Show, from the entries below, every line in which "labels" appears.
*** GIVEN RECORDS ***
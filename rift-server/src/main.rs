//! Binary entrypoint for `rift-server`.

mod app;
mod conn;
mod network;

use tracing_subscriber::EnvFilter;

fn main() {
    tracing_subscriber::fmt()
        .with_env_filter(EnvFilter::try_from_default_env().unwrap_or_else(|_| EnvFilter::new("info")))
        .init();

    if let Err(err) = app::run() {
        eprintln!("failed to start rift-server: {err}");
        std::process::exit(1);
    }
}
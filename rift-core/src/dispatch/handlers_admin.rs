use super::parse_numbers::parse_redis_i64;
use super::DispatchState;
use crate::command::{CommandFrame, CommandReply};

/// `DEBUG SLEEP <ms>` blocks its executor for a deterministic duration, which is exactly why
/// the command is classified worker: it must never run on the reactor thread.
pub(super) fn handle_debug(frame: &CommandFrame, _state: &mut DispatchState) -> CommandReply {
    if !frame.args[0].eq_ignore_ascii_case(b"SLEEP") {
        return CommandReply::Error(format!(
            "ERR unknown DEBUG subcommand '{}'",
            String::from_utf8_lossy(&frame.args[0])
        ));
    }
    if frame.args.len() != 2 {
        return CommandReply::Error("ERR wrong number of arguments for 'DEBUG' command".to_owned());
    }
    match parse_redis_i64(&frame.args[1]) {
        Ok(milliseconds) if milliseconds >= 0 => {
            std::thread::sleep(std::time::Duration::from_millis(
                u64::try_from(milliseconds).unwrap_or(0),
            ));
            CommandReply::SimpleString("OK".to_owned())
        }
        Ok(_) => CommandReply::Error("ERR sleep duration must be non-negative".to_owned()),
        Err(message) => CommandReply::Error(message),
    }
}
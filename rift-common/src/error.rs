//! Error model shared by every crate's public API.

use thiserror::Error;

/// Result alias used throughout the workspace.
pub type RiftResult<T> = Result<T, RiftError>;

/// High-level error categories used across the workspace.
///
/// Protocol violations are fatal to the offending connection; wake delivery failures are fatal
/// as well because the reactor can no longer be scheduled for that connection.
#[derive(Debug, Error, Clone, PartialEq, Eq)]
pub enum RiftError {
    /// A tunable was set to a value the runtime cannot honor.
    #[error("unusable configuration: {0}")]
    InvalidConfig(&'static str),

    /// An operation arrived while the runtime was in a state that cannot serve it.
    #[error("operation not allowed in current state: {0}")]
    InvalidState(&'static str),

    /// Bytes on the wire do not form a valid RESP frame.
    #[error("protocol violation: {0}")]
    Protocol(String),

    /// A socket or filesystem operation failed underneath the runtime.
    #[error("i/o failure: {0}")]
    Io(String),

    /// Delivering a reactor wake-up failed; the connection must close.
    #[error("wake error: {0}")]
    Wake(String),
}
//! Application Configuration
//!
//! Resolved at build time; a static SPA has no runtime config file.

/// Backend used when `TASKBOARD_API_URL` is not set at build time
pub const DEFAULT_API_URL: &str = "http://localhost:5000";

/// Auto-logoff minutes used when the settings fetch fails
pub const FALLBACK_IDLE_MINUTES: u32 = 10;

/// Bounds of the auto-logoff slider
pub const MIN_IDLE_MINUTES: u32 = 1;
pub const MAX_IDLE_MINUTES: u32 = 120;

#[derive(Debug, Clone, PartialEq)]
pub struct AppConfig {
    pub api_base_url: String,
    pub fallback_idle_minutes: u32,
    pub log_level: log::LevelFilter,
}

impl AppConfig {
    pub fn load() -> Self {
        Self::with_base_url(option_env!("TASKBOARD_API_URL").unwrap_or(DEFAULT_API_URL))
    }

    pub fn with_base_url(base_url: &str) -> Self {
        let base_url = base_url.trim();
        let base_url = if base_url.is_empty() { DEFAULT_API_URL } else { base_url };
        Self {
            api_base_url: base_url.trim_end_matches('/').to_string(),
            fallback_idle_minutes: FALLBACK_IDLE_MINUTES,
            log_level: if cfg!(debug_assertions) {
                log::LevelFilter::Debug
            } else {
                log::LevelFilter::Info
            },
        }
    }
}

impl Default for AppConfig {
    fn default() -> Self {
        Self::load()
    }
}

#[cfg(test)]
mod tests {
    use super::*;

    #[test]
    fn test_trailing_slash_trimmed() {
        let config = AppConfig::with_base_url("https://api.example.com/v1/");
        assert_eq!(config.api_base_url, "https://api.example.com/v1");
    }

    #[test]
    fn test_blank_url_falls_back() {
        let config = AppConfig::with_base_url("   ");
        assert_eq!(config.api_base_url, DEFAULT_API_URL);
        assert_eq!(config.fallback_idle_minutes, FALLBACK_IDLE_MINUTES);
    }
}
***
*** GIVEN RECORDS ***
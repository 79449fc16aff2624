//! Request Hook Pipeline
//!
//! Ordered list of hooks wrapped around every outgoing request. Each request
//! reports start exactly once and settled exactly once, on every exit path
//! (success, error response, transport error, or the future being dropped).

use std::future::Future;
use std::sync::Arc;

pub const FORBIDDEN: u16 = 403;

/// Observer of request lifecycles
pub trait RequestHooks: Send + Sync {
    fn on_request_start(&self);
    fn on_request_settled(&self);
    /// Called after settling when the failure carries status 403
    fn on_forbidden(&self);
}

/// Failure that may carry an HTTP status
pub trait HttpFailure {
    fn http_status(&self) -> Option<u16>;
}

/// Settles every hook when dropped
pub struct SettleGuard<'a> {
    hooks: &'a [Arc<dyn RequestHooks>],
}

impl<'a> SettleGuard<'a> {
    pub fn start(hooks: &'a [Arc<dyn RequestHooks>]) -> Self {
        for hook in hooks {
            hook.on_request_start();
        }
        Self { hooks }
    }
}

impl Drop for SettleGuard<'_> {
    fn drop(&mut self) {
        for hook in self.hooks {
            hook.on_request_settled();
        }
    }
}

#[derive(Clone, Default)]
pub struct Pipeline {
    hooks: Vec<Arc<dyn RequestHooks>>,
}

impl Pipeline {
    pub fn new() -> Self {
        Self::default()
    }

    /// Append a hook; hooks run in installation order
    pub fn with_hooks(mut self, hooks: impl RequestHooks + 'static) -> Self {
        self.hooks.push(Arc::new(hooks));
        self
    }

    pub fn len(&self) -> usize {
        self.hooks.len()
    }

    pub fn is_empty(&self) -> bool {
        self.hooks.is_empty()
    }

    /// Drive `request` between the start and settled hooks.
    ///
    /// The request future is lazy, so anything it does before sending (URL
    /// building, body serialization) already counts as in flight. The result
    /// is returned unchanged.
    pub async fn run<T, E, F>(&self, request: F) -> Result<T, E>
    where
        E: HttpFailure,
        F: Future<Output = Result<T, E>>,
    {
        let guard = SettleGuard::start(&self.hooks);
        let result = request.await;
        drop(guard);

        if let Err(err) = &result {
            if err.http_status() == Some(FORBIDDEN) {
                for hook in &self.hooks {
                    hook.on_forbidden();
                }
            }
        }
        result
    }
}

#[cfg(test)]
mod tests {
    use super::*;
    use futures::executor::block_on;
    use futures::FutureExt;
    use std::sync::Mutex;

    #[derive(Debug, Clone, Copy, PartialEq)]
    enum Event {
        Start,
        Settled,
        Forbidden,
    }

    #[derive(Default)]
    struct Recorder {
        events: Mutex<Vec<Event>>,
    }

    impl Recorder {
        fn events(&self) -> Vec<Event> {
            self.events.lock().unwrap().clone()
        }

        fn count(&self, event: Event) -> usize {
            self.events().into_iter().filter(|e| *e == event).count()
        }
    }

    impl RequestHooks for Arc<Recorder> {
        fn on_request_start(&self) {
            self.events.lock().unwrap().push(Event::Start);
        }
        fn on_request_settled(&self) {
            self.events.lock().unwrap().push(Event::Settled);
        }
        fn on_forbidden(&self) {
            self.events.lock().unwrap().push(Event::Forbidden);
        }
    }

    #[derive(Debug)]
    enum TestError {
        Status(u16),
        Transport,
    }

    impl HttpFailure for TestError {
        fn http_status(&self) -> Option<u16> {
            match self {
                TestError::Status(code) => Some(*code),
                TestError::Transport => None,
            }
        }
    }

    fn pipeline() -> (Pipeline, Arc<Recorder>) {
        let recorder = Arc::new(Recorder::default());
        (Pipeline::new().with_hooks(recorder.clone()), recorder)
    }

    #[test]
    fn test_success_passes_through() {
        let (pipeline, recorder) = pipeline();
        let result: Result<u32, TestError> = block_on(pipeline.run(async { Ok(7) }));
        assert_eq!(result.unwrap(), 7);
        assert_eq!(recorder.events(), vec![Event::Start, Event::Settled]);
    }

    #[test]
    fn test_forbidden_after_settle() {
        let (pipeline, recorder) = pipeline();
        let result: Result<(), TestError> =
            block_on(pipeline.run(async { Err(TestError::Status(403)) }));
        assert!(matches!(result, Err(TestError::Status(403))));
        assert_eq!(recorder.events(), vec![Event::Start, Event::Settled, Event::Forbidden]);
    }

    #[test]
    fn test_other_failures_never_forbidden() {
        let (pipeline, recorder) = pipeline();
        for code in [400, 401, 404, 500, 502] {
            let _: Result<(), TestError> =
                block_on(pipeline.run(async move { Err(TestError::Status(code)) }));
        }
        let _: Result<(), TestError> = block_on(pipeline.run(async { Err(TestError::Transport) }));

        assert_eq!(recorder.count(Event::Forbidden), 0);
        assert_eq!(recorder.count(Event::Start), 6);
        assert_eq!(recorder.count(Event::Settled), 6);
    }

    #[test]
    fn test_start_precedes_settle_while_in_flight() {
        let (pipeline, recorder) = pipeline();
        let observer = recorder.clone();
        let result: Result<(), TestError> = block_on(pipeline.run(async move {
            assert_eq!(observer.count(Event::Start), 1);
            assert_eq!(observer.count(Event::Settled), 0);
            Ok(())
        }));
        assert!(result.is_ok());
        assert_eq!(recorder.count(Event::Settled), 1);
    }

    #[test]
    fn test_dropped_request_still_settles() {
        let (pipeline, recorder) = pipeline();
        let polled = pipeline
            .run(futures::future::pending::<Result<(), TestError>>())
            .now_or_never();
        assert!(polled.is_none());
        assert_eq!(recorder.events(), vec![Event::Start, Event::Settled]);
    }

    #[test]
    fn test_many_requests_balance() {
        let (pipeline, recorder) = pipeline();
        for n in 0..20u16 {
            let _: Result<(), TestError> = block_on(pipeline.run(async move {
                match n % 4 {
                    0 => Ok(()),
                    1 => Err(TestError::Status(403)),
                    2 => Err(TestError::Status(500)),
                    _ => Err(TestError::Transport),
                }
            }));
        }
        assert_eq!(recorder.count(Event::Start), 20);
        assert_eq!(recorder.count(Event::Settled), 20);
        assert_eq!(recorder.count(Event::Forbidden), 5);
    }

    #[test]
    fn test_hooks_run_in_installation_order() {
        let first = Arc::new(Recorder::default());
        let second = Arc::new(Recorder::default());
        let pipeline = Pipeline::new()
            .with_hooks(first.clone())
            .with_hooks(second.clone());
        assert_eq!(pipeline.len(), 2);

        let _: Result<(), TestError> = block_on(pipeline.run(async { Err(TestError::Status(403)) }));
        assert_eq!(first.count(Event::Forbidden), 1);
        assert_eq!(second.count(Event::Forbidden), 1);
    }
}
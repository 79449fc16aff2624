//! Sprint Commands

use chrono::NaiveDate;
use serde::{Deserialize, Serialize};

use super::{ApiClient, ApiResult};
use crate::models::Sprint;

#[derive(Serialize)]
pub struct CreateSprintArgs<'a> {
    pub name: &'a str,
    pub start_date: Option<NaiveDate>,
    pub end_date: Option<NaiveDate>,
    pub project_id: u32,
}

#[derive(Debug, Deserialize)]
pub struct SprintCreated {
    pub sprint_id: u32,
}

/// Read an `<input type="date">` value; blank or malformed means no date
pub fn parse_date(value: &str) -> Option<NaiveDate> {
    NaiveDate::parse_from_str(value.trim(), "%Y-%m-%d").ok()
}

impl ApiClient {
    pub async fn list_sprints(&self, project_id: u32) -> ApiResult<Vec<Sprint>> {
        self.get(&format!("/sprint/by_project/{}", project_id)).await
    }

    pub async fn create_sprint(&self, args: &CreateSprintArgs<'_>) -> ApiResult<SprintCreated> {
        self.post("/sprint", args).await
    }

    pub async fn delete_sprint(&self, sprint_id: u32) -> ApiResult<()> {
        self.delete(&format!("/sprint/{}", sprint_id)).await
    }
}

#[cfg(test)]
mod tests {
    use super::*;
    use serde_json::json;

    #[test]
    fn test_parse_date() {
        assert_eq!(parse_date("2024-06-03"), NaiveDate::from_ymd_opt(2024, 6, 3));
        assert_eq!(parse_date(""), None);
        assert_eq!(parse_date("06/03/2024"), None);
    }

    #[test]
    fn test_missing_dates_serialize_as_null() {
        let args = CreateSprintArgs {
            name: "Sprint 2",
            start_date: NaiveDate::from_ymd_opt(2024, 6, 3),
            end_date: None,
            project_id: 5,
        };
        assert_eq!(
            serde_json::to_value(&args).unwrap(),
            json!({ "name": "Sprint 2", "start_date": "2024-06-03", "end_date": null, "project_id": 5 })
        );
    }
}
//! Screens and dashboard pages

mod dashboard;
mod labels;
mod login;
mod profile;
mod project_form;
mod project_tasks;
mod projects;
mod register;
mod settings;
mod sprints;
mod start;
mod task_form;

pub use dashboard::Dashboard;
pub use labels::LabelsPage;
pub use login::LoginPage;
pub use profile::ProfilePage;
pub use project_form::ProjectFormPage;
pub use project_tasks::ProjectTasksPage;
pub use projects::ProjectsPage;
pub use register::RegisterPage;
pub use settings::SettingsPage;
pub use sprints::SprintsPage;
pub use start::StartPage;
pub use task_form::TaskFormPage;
***
• _ANSWER TO THE EXERCISE_:
mod labels;
pub use labels::LabelsPage;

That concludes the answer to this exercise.